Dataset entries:
((
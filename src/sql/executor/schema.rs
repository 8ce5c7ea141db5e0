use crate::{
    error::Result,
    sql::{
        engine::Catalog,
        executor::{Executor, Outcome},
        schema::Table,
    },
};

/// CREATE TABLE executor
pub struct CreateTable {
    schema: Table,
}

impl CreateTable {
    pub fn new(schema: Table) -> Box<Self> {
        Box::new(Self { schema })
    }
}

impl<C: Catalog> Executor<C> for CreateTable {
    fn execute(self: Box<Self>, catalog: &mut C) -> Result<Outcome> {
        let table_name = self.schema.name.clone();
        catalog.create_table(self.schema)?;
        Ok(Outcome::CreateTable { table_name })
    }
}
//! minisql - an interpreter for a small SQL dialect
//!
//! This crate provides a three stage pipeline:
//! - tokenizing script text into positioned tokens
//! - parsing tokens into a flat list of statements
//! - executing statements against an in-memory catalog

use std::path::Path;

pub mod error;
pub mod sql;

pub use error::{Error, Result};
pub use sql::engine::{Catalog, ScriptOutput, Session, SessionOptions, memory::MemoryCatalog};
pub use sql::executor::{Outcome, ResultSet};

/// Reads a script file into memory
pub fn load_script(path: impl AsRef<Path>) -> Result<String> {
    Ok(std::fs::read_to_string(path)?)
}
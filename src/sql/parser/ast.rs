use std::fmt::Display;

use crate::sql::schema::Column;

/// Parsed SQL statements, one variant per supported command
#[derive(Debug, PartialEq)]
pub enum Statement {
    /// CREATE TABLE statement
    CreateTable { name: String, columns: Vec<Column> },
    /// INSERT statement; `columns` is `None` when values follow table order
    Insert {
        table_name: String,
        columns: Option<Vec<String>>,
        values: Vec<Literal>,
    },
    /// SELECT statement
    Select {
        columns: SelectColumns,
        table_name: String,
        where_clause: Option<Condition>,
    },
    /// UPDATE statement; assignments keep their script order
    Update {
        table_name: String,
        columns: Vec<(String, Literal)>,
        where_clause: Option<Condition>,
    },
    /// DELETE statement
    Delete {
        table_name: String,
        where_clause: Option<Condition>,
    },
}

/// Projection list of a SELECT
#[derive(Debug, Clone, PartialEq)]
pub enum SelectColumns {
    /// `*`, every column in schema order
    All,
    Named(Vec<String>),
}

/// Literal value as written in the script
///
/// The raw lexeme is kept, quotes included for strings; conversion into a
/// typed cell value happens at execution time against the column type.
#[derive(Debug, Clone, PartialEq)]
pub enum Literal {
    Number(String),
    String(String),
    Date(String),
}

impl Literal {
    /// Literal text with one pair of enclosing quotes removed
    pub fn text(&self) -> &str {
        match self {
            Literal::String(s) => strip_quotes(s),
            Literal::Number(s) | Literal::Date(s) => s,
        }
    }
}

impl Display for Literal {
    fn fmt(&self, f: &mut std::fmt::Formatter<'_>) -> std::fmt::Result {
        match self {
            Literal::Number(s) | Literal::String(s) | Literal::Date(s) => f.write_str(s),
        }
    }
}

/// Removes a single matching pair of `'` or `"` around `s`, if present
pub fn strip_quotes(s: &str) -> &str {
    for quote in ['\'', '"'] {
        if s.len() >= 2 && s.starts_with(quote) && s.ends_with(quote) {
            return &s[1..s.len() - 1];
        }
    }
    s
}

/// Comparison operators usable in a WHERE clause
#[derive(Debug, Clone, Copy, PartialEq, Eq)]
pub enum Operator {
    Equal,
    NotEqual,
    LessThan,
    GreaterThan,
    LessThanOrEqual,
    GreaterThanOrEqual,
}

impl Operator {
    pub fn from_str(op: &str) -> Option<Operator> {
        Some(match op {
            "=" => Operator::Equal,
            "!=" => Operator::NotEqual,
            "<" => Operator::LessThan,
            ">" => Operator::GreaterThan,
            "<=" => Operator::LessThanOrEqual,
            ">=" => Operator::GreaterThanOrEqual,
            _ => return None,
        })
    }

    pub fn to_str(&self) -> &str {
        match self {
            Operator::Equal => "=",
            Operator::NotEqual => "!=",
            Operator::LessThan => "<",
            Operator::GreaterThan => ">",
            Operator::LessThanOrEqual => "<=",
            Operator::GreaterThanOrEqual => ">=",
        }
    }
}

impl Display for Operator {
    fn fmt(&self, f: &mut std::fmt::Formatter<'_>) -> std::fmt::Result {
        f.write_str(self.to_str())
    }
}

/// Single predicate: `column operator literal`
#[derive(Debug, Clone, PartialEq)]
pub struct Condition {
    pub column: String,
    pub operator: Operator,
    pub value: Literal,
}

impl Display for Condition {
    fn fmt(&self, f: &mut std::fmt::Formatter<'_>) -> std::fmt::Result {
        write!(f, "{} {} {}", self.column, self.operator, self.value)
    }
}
))
((
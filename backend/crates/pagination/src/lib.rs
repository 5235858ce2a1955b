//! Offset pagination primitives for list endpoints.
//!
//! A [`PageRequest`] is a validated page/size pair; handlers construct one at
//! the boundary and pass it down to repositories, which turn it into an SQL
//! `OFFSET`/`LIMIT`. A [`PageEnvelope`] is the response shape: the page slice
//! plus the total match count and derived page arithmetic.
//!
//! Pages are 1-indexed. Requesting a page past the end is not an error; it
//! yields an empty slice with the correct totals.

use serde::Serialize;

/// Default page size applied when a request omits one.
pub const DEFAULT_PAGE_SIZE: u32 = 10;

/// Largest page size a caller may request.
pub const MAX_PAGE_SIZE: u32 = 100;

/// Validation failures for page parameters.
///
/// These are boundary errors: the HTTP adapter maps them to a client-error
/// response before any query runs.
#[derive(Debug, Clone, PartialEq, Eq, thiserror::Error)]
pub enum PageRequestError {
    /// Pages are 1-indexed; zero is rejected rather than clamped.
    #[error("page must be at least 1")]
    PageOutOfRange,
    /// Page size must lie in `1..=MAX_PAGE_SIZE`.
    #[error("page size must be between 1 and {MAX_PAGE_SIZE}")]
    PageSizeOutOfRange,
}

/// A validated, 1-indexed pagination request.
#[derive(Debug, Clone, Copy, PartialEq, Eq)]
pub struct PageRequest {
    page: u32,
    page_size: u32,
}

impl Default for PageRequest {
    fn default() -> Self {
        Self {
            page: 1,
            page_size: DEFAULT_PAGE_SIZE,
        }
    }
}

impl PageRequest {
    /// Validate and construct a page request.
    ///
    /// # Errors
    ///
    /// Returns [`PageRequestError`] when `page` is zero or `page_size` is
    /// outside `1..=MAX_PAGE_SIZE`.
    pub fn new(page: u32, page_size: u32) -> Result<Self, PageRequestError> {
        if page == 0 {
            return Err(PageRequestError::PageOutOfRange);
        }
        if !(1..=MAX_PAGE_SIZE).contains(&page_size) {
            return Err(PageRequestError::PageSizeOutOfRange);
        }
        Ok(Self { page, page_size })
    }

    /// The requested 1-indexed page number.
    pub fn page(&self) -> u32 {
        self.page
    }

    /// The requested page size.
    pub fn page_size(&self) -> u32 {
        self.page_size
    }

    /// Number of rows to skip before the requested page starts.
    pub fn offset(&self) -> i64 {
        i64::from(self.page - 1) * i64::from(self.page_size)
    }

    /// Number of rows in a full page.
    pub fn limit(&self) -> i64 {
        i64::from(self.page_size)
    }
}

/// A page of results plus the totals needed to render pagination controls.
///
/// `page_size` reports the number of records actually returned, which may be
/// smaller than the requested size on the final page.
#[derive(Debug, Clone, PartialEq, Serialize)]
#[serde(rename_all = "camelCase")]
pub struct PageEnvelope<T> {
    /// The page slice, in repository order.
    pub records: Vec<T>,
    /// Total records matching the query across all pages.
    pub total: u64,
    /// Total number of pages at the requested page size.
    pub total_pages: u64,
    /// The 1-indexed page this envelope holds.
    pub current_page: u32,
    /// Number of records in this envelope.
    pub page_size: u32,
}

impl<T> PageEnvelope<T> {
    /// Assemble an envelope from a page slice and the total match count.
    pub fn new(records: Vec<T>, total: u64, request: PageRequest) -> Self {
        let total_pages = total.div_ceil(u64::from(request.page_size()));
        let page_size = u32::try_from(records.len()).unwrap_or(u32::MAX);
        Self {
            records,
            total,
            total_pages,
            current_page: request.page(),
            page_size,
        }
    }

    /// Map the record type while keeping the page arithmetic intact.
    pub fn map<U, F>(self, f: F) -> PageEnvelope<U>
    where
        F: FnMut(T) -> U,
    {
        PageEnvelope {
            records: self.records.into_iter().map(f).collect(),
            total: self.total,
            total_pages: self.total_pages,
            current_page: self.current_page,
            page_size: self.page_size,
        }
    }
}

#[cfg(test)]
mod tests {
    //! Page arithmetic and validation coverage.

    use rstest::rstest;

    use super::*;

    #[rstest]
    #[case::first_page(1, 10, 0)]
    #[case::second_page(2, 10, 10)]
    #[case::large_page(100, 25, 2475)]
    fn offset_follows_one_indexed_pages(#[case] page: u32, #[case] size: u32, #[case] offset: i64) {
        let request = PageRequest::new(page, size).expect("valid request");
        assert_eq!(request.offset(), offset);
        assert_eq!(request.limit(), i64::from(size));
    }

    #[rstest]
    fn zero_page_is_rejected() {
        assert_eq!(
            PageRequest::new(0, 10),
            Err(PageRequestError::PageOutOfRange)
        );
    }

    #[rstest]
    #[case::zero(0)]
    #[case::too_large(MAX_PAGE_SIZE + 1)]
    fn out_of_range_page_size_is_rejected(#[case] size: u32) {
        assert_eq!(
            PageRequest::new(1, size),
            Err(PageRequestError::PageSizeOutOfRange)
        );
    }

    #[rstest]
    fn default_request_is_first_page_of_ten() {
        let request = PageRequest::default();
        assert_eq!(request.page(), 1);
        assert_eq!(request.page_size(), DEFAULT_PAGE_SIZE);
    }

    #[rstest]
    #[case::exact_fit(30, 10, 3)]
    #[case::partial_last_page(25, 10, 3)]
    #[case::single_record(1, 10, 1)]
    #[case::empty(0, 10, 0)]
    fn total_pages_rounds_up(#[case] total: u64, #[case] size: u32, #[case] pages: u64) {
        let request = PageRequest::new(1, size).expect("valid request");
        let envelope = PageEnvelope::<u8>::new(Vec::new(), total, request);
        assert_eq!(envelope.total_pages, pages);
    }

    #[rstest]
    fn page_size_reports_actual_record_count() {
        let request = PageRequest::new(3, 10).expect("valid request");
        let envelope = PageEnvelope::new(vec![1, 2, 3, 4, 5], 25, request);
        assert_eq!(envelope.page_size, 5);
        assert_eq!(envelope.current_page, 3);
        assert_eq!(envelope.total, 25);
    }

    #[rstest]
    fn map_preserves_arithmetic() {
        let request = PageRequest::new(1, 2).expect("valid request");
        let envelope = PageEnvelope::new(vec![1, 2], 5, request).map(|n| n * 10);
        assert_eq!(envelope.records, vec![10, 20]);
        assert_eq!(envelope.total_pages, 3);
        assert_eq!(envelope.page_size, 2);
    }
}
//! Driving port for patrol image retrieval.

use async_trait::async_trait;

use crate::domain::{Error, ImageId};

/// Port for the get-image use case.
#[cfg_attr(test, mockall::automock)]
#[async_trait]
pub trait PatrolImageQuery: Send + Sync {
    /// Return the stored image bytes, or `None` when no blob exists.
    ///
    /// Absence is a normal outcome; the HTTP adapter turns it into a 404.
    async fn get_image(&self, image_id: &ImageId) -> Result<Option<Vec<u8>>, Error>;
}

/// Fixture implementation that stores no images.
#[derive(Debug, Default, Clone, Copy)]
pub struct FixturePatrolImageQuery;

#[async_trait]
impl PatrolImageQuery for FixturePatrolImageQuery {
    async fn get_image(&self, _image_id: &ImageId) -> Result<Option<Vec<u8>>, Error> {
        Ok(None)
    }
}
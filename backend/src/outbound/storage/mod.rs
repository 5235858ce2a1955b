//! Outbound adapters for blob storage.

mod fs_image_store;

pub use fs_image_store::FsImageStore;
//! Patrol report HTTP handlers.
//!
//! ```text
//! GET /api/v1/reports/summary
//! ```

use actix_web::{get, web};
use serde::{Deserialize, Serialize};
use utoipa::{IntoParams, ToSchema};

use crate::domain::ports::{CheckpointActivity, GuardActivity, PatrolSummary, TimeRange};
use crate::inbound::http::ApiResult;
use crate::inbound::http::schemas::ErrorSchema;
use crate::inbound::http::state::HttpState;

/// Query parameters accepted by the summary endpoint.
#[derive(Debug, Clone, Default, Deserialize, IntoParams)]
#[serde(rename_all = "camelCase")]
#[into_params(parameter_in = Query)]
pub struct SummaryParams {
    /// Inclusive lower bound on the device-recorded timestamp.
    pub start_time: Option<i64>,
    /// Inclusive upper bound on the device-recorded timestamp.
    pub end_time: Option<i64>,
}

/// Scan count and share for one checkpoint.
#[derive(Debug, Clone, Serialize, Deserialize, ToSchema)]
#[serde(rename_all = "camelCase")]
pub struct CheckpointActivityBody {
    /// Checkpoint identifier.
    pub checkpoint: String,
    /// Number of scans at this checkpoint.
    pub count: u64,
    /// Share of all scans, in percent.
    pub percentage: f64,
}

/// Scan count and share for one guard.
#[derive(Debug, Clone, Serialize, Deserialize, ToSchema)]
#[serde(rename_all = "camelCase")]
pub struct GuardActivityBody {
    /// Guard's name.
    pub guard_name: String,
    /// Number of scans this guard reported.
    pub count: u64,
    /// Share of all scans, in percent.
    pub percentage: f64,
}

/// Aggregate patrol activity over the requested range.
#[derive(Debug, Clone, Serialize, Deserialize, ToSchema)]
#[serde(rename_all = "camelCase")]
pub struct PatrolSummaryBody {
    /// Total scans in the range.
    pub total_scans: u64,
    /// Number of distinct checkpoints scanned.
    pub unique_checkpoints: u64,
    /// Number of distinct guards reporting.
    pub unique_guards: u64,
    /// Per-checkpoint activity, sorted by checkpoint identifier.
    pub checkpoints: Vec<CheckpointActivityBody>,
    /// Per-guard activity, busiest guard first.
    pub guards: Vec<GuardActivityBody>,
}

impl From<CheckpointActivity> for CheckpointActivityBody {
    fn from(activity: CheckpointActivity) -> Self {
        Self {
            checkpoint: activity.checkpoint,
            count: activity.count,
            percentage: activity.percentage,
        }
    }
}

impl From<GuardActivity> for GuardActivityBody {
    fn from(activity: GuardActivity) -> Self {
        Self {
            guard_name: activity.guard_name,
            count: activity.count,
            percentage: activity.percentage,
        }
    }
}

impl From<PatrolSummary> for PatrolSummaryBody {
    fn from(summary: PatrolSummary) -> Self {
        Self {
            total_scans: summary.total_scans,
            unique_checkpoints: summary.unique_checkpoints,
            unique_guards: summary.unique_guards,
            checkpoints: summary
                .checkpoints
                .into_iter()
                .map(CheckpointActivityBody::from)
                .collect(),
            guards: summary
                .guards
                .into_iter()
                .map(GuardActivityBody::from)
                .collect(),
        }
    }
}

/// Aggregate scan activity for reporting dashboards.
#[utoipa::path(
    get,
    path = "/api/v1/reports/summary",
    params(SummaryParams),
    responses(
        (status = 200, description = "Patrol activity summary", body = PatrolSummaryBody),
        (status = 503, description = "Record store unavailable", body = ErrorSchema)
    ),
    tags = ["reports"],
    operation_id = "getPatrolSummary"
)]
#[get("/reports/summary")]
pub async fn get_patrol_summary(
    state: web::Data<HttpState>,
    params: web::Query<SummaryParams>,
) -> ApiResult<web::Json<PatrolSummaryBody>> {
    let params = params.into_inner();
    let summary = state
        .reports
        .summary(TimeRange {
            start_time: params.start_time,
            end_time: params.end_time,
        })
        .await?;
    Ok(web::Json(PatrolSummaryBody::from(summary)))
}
))
▶ [TASK TO CARRY OUT] Among the entries above, how many lines hold the word "validated"? Reply with only that number.

▶ [TASK ANSWER] 2